In practice, normally manure and energy crops are used to produce biogas. Through innovative reactor concepts problematic biomass such as straw, solid manure, grass clippings from landscape management can also be utilized for the production of biogas.
Biogas is mainly composed of CH4, CO2 and H2. It results from the microbial transformation of organic biomass under anaerobic conditions. The diversity of microorganisms results in a significant metabolic potential that is generally suitable for the utilization of all kind of biomass. Of particular interest is the use of hard-degradable organic material, but also of residual and waste materials from agricultural and biotechnological production.
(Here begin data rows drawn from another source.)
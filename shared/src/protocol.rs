//! Binary wire protocol between server and client.
//!
//! Three frame kinds flow over the TCP stream:
//!
//! - handshake (server to client, once): `version (1 byte) | slot (1 byte,
//!   bit 0) | rows (u16 BE) | cols (u16 BE) | status (1 byte)`
//! - input (client to server, repeatable): `version (1 byte) | packed
//!   (1 byte)` where packed is `bit 3 restart | bit 2 slot | bits 0-1
//!   direction` (00 up, 01 right, 10 left, 11 down)
//! - snapshot (server to client, once per tick): `version (1 byte) |
//!   payload length (u32 BE) | bincode payload`
//!
//! Decoding is deliberately permissive about the version byte so a frame
//! round-trips for any version value; rejecting a mismatched version (and a
//! wrong player slot on the server side) is the caller's job via `verify`.

use crate::game::GameStatus;
use crate::grid::{Cell, Direction, PlayerSlot};
use serde::{Deserialize, Serialize};
use thiserror::Error;

pub const PROTOCOL_VERSION: u8 = 1;

pub const HANDSHAKE_LEN: usize = 7;
pub const INPUT_FRAME_LEN: usize = 2;
pub const SNAPSHOT_HEADER_LEN: usize = 5;

/// Upper bound on a snapshot payload; a 30x60 grid snapshot is well under
/// a kilobyte, so anything near this is a corrupt or hostile length field.
pub const MAX_SNAPSHOT_PAYLOAD: u32 = 64 * 1024;

const RESTART_BIT: u8 = 0b1000;
const SLOT_BIT: u8 = 0b0100;
const DIR_MASK: u8 = 0b0011;

#[derive(Debug, Error, Clone, Copy, PartialEq, Eq)]
pub enum ProtocolError {
    #[error("protocol version mismatch: expected {expected}, got {got}")]
    VersionMismatch { expected: u8, got: u8 },
    #[error("input frame for the wrong player slot")]
    SlotMismatch,
    #[error("unknown game status byte {0}")]
    BadStatus(u8),
    #[error("snapshot payload of {0} bytes exceeds the frame limit")]
    OversizedSnapshot(u32),
    #[error("malformed frame payload")]
    Malformed,
}

/// Checks a decoded version byte against the one this build speaks.
pub fn verify_version(got: u8) -> Result<(), ProtocolError> {
    if got != PROTOCOL_VERSION {
        return Err(ProtocolError::VersionMismatch {
            expected: PROTOCOL_VERSION,
            got,
        });
    }
    Ok(())
}

/// Sent by the server immediately after accepting a connection.
#[derive(Debug, Clone, Copy, PartialEq, Eq)]
pub struct Handshake {
    pub version: u8,
    pub slot: PlayerSlot,
    pub rows: u16,
    pub cols: u16,
    pub status: GameStatus,
}

impl Handshake {
    pub fn encode(&self) -> [u8; HANDSHAKE_LEN] {
        let mut buf = [0u8; HANDSHAKE_LEN];
        buf[0] = self.version;
        buf[1] = self.slot.wire_bit();
        buf[2..4].copy_from_slice(&self.rows.to_be_bytes());
        buf[4..6].copy_from_slice(&self.cols.to_be_bytes());
        buf[6] = self.status.wire_byte();
        buf
    }

    pub fn decode(buf: &[u8; HANDSHAKE_LEN]) -> Result<Self, ProtocolError> {
        let status =
            GameStatus::from_wire_byte(buf[6]).ok_or(ProtocolError::BadStatus(buf[6]))?;
        Ok(Self {
            version: buf[0],
            slot: PlayerSlot::from_wire_bit(buf[1]),
            rows: u16::from_be_bytes([buf[2], buf[3]]),
            cols: u16::from_be_bytes([buf[4], buf[5]]),
            status,
        })
    }
}

/// What an input frame asks the session to do.
#[derive(Debug, Clone, Copy, PartialEq, Eq)]
pub enum InputRequest {
    Turn(Direction),
    /// Start a fresh game from a terminal state. Carried in a spare bit of
    /// the packed byte; the direction bits are ignored when it is set.
    Restart,
}

/// Fixed-size client-to-server frame carrying one direction or restart
/// request.
#[derive(Debug, Clone, Copy, PartialEq, Eq)]
pub struct InputFrame {
    pub version: u8,
    pub slot: PlayerSlot,
    pub request: InputRequest,
}

impl InputFrame {
    pub fn turn(slot: PlayerSlot, dir: Direction) -> Self {
        Self {
            version: PROTOCOL_VERSION,
            slot,
            request: InputRequest::Turn(dir),
        }
    }

    pub fn restart(slot: PlayerSlot) -> Self {
        Self {
            version: PROTOCOL_VERSION,
            slot,
            request: InputRequest::Restart,
        }
    }

    pub fn encode(&self) -> [u8; INPUT_FRAME_LEN] {
        let mut packed = self.slot.wire_bit() << 2;
        match self.request {
            InputRequest::Turn(dir) => packed |= dir.wire_bits(),
            InputRequest::Restart => packed |= RESTART_BIT,
        }
        [self.version, packed]
    }

    pub fn decode(buf: &[u8; INPUT_FRAME_LEN]) -> Self {
        let packed = buf[1];
        let slot = PlayerSlot::from_wire_bit((packed & SLOT_BIT) >> 2);
        let request = if packed & RESTART_BIT != 0 {
            InputRequest::Restart
        } else {
            // Masked to two bits, so every pattern decodes.
            InputRequest::Turn(match packed & DIR_MASK {
                0b00 => Direction::Up,
                0b01 => Direction::Right,
                0b10 => Direction::Left,
                _ => Direction::Down,
            })
        };
        Self {
            version: buf[0],
            slot,
            request,
        }
    }

    /// Server-side validation: the frame must carry the current protocol
    /// version and the slot assigned to the connection it arrived on.
    pub fn verify(&self, assigned: PlayerSlot) -> Result<(), ProtocolError> {
        verify_version(self.version)?;
        if self.slot != assigned {
            return Err(ProtocolError::SlotMismatch);
        }
        Ok(())
    }
}

/// Complete per-tick state description, enough for a client to render the
/// whole grid without any history.
#[derive(Debug, Clone, PartialEq, Eq, Serialize, Deserialize)]
pub struct Snapshot {
    pub status: GameStatus,
    pub scores: [u16; 2],
    pub snakes: [Vec<Cell>; 2],
    pub fruit: Cell,
}

#[derive(Debug, Clone, Copy, PartialEq, Eq)]
pub struct SnapshotHeader {
    pub version: u8,
    pub payload_len: u32,
}

/// Encodes a complete snapshot frame: header plus bincode payload.
pub fn encode_snapshot(snapshot: &Snapshot) -> Result<Vec<u8>, ProtocolError> {
    let payload = bincode::serialize(snapshot).map_err(|_| ProtocolError::Malformed)?;
    let len = payload.len() as u32;
    if len > MAX_SNAPSHOT_PAYLOAD {
        return Err(ProtocolError::OversizedSnapshot(len));
    }
    let mut frame = Vec::with_capacity(SNAPSHOT_HEADER_LEN + payload.len());
    frame.push(PROTOCOL_VERSION);
    frame.extend_from_slice(&len.to_be_bytes());
    frame.extend_from_slice(&payload);
    Ok(frame)
}

pub fn decode_snapshot_header(
    buf: &[u8; SNAPSHOT_HEADER_LEN],
) -> Result<SnapshotHeader, ProtocolError> {
    let payload_len = u32::from_be_bytes([buf[1], buf[2], buf[3], buf[4]]);
    if payload_len > MAX_SNAPSHOT_PAYLOAD {
        return Err(ProtocolError::OversizedSnapshot(payload_len));
    }
    Ok(SnapshotHeader {
        version: buf[0],
        payload_len,
    })
}

pub fn decode_snapshot_payload(buf: &[u8]) -> Result<Snapshot, ProtocolError> {
    bincode::deserialize(buf).map_err(|_| ProtocolError::Malformed)
}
The Continuous Stirred Tank Reactor (CSTR) is commonly used or for the combined fermentation of manure and biogas plants.
Digestation of structure rich materials demands for novel reactor types. Researchers at the ATB developed the Upflow Anaerobic Solid-State (UASS) Reactor as well as a continuous two-phase leach bed reactor (LBR). These reactor types are characterized by high biological stability. They are particularly suitable for bulkable long-fiber organic biomass. (See also Biogas laboratory)
Furthermore, methods for the elimination of nitrogen have been integrated into novel biogas plant concepts. As a result, it is possible to reduce nitrogen loads which are detrimental to microbiology. Such effects occur in particular when agricultural substrates such as chicken manure is used as feedstock.